Estrogen alters MPTP-induced neurotoxicity in female mice: effects on striatal dopamine concentrations and release.

The effects of estrogen on MPTP-induced neurotoxicity of the nigrostriatal dopaminergic system were examined in C57Bl and CD-1 mice. Ovariectomized mice with and without estrogen were treated with MPTP or its vehicle. The effects of these treatments on striatal dopamine concentrations and L-DOPA-stimulated dopamine and L-3,4-dihydroxyphenylacetic acid (DOPAC) release in vitro were determined. Dopamine concentrations of C57Bl mice receiving estrogen before MPTP were significantly greater than those of non-estrogen-treated MPTP mice as well as estrogen-treated mice receiving the MPTP vehicle. Dopamine concentrations of the CD-1 mice did not differ with these treatments.

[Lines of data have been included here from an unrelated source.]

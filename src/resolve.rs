//! Per-node meaning computation.
//!
//! Every node's meaning is computed at most once and memoized in a table
//! keyed by arena index; repeated queries from multiple ancestors return the
//! cached value. Noun phrases resolve to actor/agent codes, prepositional
//! phrases borrow their object's meaning, and verb phrases resolve to
//! candidate event triples via the pattern matcher.

use crate::dict::{match_phrase_at, AgentPosition, DictionaryStore};
use crate::matcher;
use crate::ontology::{EventCode, NULL_CODE};
use crate::tree::{NodeData, NodeId, Tree};

const PERSONAL_PRONOUNS: &[&str] = &[
    "HE", "SHE", "IT", "THEY", "HIM", "HER", "THEM", "HIS", "ITS", "THEIR",
];

const REFLEXIVE_PRONOUNS: &[&str] = &[
    "HIMSELF", "HERSELF", "ITSELF", "THEMSELVES", "ONESELF",
];

/// A resolved noun-phrase meaning: one code per compound part, plus the
/// source text that produced it.
#[derive(Debug, Clone, PartialEq, Eq, Default)]
pub struct ActorRef {
    /// Resolved codes; more than one for a compound entity.
    pub codes: Vec<String>,
    /// Surface text of the phrase, for diagnostics.
    pub text: String,
}

impl ActorRef {
    /// True if no part resolved to anything.
    #[must_use]
    pub fn is_empty(&self) -> bool {
        self.codes.is_empty()
    }

    /// True if every resolved code is the null placeholder.
    #[must_use]
    pub fn is_unresolved(&self) -> bool {
        self.codes.iter().all(|c| c == NULL_CODE)
    }
}

/// A candidate event produced by a verb phrase.
#[derive(Debug, Clone, PartialEq, Eq)]
pub struct Candidate {
    /// Source actor codes (compound-expanded at assembly).
    pub source: ActorRef,
    /// Target actor codes.
    pub target: ActorRef,
    /// Matched event code.
    pub code: EventCode,
    /// Surface text of the triggering verb, for diagnostics.
    pub verb_text: String,
}

/// The meaning of a tree node.
#[derive(Debug, Clone, PartialEq)]
pub enum Meaning {
    /// Actor/agent codes of a noun or prepositional phrase.
    Actors(ActorRef),
    /// Candidate events of a verb phrase.
    Events(Vec<Candidate>),
    /// Nothing resolvable under this node.
    Empty,
}

impl Meaning {
    /// The actor payload, if any.
    #[must_use]
    pub fn actors(&self) -> Option<&ActorRef> {
        match self {
            Meaning::Actors(a) if !a.is_empty() => Some(a),
            _ => None,
        }
    }

    /// The event payload, if any.
    #[must_use]
    pub fn events(&self) -> Option<&[Candidate]> {
        match self {
            Meaning::Events(e) if !e.is_empty() => Some(e),
            _ => None,
        }
    }

    /// True for `Empty` or an empty payload.
    #[must_use]
    pub fn is_empty(&self) -> bool {
        self.actors().is_none() && self.events().is_none()
    }
}

/// Scratch state for resolving one sentence.
pub struct Resolver<'a> {
    store: &'a DictionaryStore,
    tree: &'a Tree,
    memo: Vec<Option<Meaning>>,
}

impl<'a> Resolver<'a> {
    /// Create a resolver over one sentence tree.
    #[must_use]
    pub fn new(store: &'a DictionaryStore, tree: &'a Tree) -> Self {
        Resolver {
            memo: vec![None; tree.len()],
            store,
            tree,
        }
    }

    /// The dictionary store in use.
    #[must_use]
    pub fn store(&self) -> &'a DictionaryStore {
        self.store
    }

    /// The sentence tree in use.
    #[must_use]
    pub fn tree(&self) -> &'a Tree {
        self.tree
    }

    /// Candidate events for the whole sentence: the meanings of every verb
    /// phrase not dominated by another verb phrase (nested verb phrases are
    /// sub-events, consumed by transformation rules).
    pub fn sentence_candidates(&mut self) -> Vec<Candidate> {
        let mut out = Vec::new();
        self.collect_top_verb_phrases(self.tree.root(), false, &mut out);
        out
    }

    fn collect_top_verb_phrases(&mut self, id: NodeId, under_vp: bool, out: &mut Vec<Candidate>) {
        let node = self.tree.node(id);
        if node.is_verb_phrase() && !under_vp {
            if let Meaning::Events(events) = self.meaning(id) {
                out.extend(events);
            }
            return;
        }
        let inside = under_vp || node.is_verb_phrase();
        for &c in &node.children.clone() {
            self.collect_top_verb_phrases(c, inside, out);
        }
    }

    /// The memoized meaning of a node.
    pub fn meaning(&mut self, id: NodeId) -> Meaning {
        if let Some(cached) = &self.memo[id.index()] {
            return cached.clone();
        }
        // Break reference cycles (pronoun resolution can revisit a node).
        self.memo[id.index()] = Some(Meaning::Empty);
        let computed = self.compute_meaning(id);
        self.memo[id.index()] = Some(computed.clone());
        computed
    }

    fn compute_meaning(&mut self, id: NodeId) -> Meaning {
        let node = self.tree.node(id);
        match &node.data {
            NodeData::Entity(_) => self.entity_meaning(id),
            NodeData::Token { .. } => Meaning::Empty,
            NodeData::Phrase => {
                if node.is_verb_phrase() {
                    Meaning::Events(matcher::analyze_verb_phrase(self, id))
                } else if node.is_prep_phrase() {
                    self.prep_meaning(id)
                } else if node.is_noun_phrase() {
                    self.noun_phrase_meaning(id)
                } else {
                    self.first_child_meaning(id)
                }
            }
        }
    }

    /// Meaning of a collapsed entity leaf: per-part actor/agent lookup, with
    /// pronoun indirection for single-pronoun parts.
    fn entity_meaning(&mut self, id: NodeId) -> Meaning {
        let entity = match self.tree.node(id).entity() {
            Some(e) => e.clone(),
            None => return Meaning::Empty,
        };
        if let [part] = entity.parts.as_slice() {
            if let [word] = part.as_slice() {
                if PERSONAL_PRONOUNS.contains(&word.as_str()) {
                    return self.personal_pronoun_meaning(id);
                }
                if REFLEXIVE_PRONOUNS.contains(&word.as_str()) {
                    return self.reflexive_pronoun_meaning(id);
                }
            }
        }
        let mut codes = Vec::new();
        let mut any = false;
        for part in &entity.parts {
            match self.resolve_words(part) {
                Some(code) => {
                    any = true;
                    codes.push(code);
                }
                None => codes.push(NULL_CODE.to_string()),
            }
        }
        if !any {
            return Meaning::Empty;
        }
        Meaning::Actors(ActorRef {
            codes,
            text: entity.text(),
        })
    }

    /// Longest-contiguous actor match first, then all distinct agent codes in
    /// discovery order.
    fn resolve_words(&self, words: &[String]) -> Option<String> {
        let mut actor_code: Option<String> = None;
        // First actor match in the phrase wins; patterns under each first
        // word are sorted longest-first.
        'actor: for start in 0..words.len() {
            if let Some(patterns) = self.store.lookup_actor(&words[start]) {
                for pattern in patterns {
                    if match_phrase_at(&pattern.words, words, start).is_some() {
                        let code = self.store.resolve_date_code(&pattern.codes, self.tree.date);
                        actor_code = Some(code.to_string());
                        log::debug!("actor match '{}' -> {}", words[start..].join(" "), code);
                        break 'actor;
                    }
                }
            }
        }
        let mut code = actor_code.clone().unwrap_or_else(|| NULL_CODE.to_string());
        let mut found_agent = false;
        let mut seen_agents: Vec<String> = Vec::new();
        for start in 0..words.len() {
            if let Some(patterns) = self.store.lookup_agent(&words[start]) {
                for pattern in patterns {
                    if match_phrase_at(&pattern.words, words, start).is_some() {
                        if seen_agents.contains(&pattern.code) {
                            break;
                        }
                        seen_agents.push(pattern.code.clone());
                        // Skip an agent code already present as a 3-character
                        // block of the accumulated code.
                        if code
                            .as_bytes()
                            .chunks(3)
                            .any(|b| b == pattern.code.as_bytes())
                        {
                            found_agent = true;
                            break;
                        }
                        code = match pattern.position {
                            AgentPosition::Suffix => format!("{code}{}", pattern.code),
                            AgentPosition::Prefix => format!("{}{code}", pattern.code),
                        };
                        found_agent = true;
                        break;
                    }
                }
            }
        }
        if actor_code.is_none() && !found_agent {
            return None;
        }
        Some(code)
    }

    /// A simple (unmerged) noun phrase: direct token words first, then nested
    /// noun, prepositional, and verb phrase children, first non-empty wins.
    fn noun_phrase_meaning(&mut self, id: NodeId) -> Meaning {
        let direct_words: Vec<String> = self
            .tree
            .children(id)
            .iter()
            .filter_map(|&c| self.tree.node(c).word().map(str::to_string))
            .collect();
        if !direct_words.is_empty() {
            if let Some(code) = self.resolve_words(&direct_words) {
                return Meaning::Actors(ActorRef {
                    codes: vec![code],
                    text: direct_words.join(" "),
                });
            }
        }
        for pass in 0..3 {
            for &c in &self.tree.children(id).to_vec() {
                let node = self.tree.node(c);
                let eligible = match pass {
                    0 => node.is_noun_phrase(),
                    1 => node.is_prep_phrase(),
                    _ => node.is_verb_phrase(),
                };
                if !eligible {
                    continue;
                }
                let meaning = self.meaning(c);
                if !meaning.is_empty() {
                    return meaning;
                }
            }
        }
        Meaning::Empty
    }

    /// A prepositional phrase borrows its object's meaning; the preposition
    /// lexeme itself is consumed by the pattern matcher.
    fn prep_meaning(&mut self, id: NodeId) -> Meaning {
        for &c in &self.tree.children(id).to_vec() {
            if self.tree.node(c).is_noun_phrase() {
                let meaning = self.meaning(c);
                if !meaning.is_empty() {
                    return meaning;
                }
            }
        }
        Meaning::Empty
    }

    fn first_child_meaning(&mut self, id: NodeId) -> Meaning {
        for &c in &self.tree.children(id).to_vec() {
            let meaning = self.meaning(c);
            if !meaning.is_empty() {
                return meaning;
            }
        }
        Meaning::Empty
    }

    /// A personal pronoun takes the first sibling noun phrase's meaning in
    /// the nearest enclosing clause, climbing to outer clauses when the
    /// nearest one offers no antecedent.
    fn personal_pronoun_meaning(&mut self, id: NodeId) -> Meaning {
        let mut clause = self.tree.enclosing_clause(id);
        while let Some(cl) = clause {
            for &c in &self.tree.children(cl).to_vec() {
                if c == id || self.is_ancestor_of(c, id) {
                    continue;
                }
                if self.tree.node(c).is_noun_phrase() {
                    let meaning = self.meaning(c);
                    if meaning.actors().is_some() {
                        return meaning;
                    }
                }
            }
            clause = self.tree.enclosing_clause(cl);
        }
        Meaning::Empty
    }

    /// A reflexive pronoun searches the whole local clause.
    fn reflexive_pronoun_meaning(&mut self, id: NodeId) -> Meaning {
        let clause = match self.tree.enclosing_clause(id) {
            Some(c) => c,
            None => return Meaning::Empty,
        };
        let mut nps = Vec::new();
        self.collect_noun_phrases(clause, id, &mut nps);
        for np in nps {
            let meaning = self.meaning(np);
            if meaning.actors().is_some() {
                return meaning;
            }
        }
        Meaning::Empty
    }

    fn collect_noun_phrases(&self, id: NodeId, skip: NodeId, out: &mut Vec<NodeId>) {
        if id == skip {
            return;
        }
        let node = self.tree.node(id);
        if node.is_noun_phrase() {
            out.push(id);
            return;
        }
        for &c in &node.children {
            self.collect_noun_phrases(c, skip, out);
        }
    }

    fn is_ancestor_of(&self, candidate: NodeId, node: NodeId) -> bool {
        let mut cur = Some(node);
        while let Some(n) = cur {
            if n == candidate {
                return true;
            }
            cur = self.tree.parent(n);
        }
        false
    }
}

L-DOPA-evoked dopamine release values of estrogen-treated C57Bl mice were significantly increased compared with non-estrogen-treated mice. No such differences were observed in the MPTP-treated C57Bl mice. DOPAC release rates were similar to that of dopamine in these C57Bl mice. In the CD-1 mice estrogen also produced a significant increase in L-DOPA-evoked dopamine release; however, this response was unaltered by MPTP treatment. A significant increase in L-DOPA-evoked DOPAC output was obtained only for estrogen-treated CD-1 mice. Both strains show very similar responses to the estrogen treatment, but differential responses of dopamine release to L-DOPA between the C57Bl and CD-1 mice were obtained with regard to the interactive effects of estrogen and MPTP. Our results suggest that in addition to its role as modulator, estrogen may also function as a neuroprotectant against MPTP neurotoxicity of the nigrostriatal dopaminergic system in the C57Bl mouse.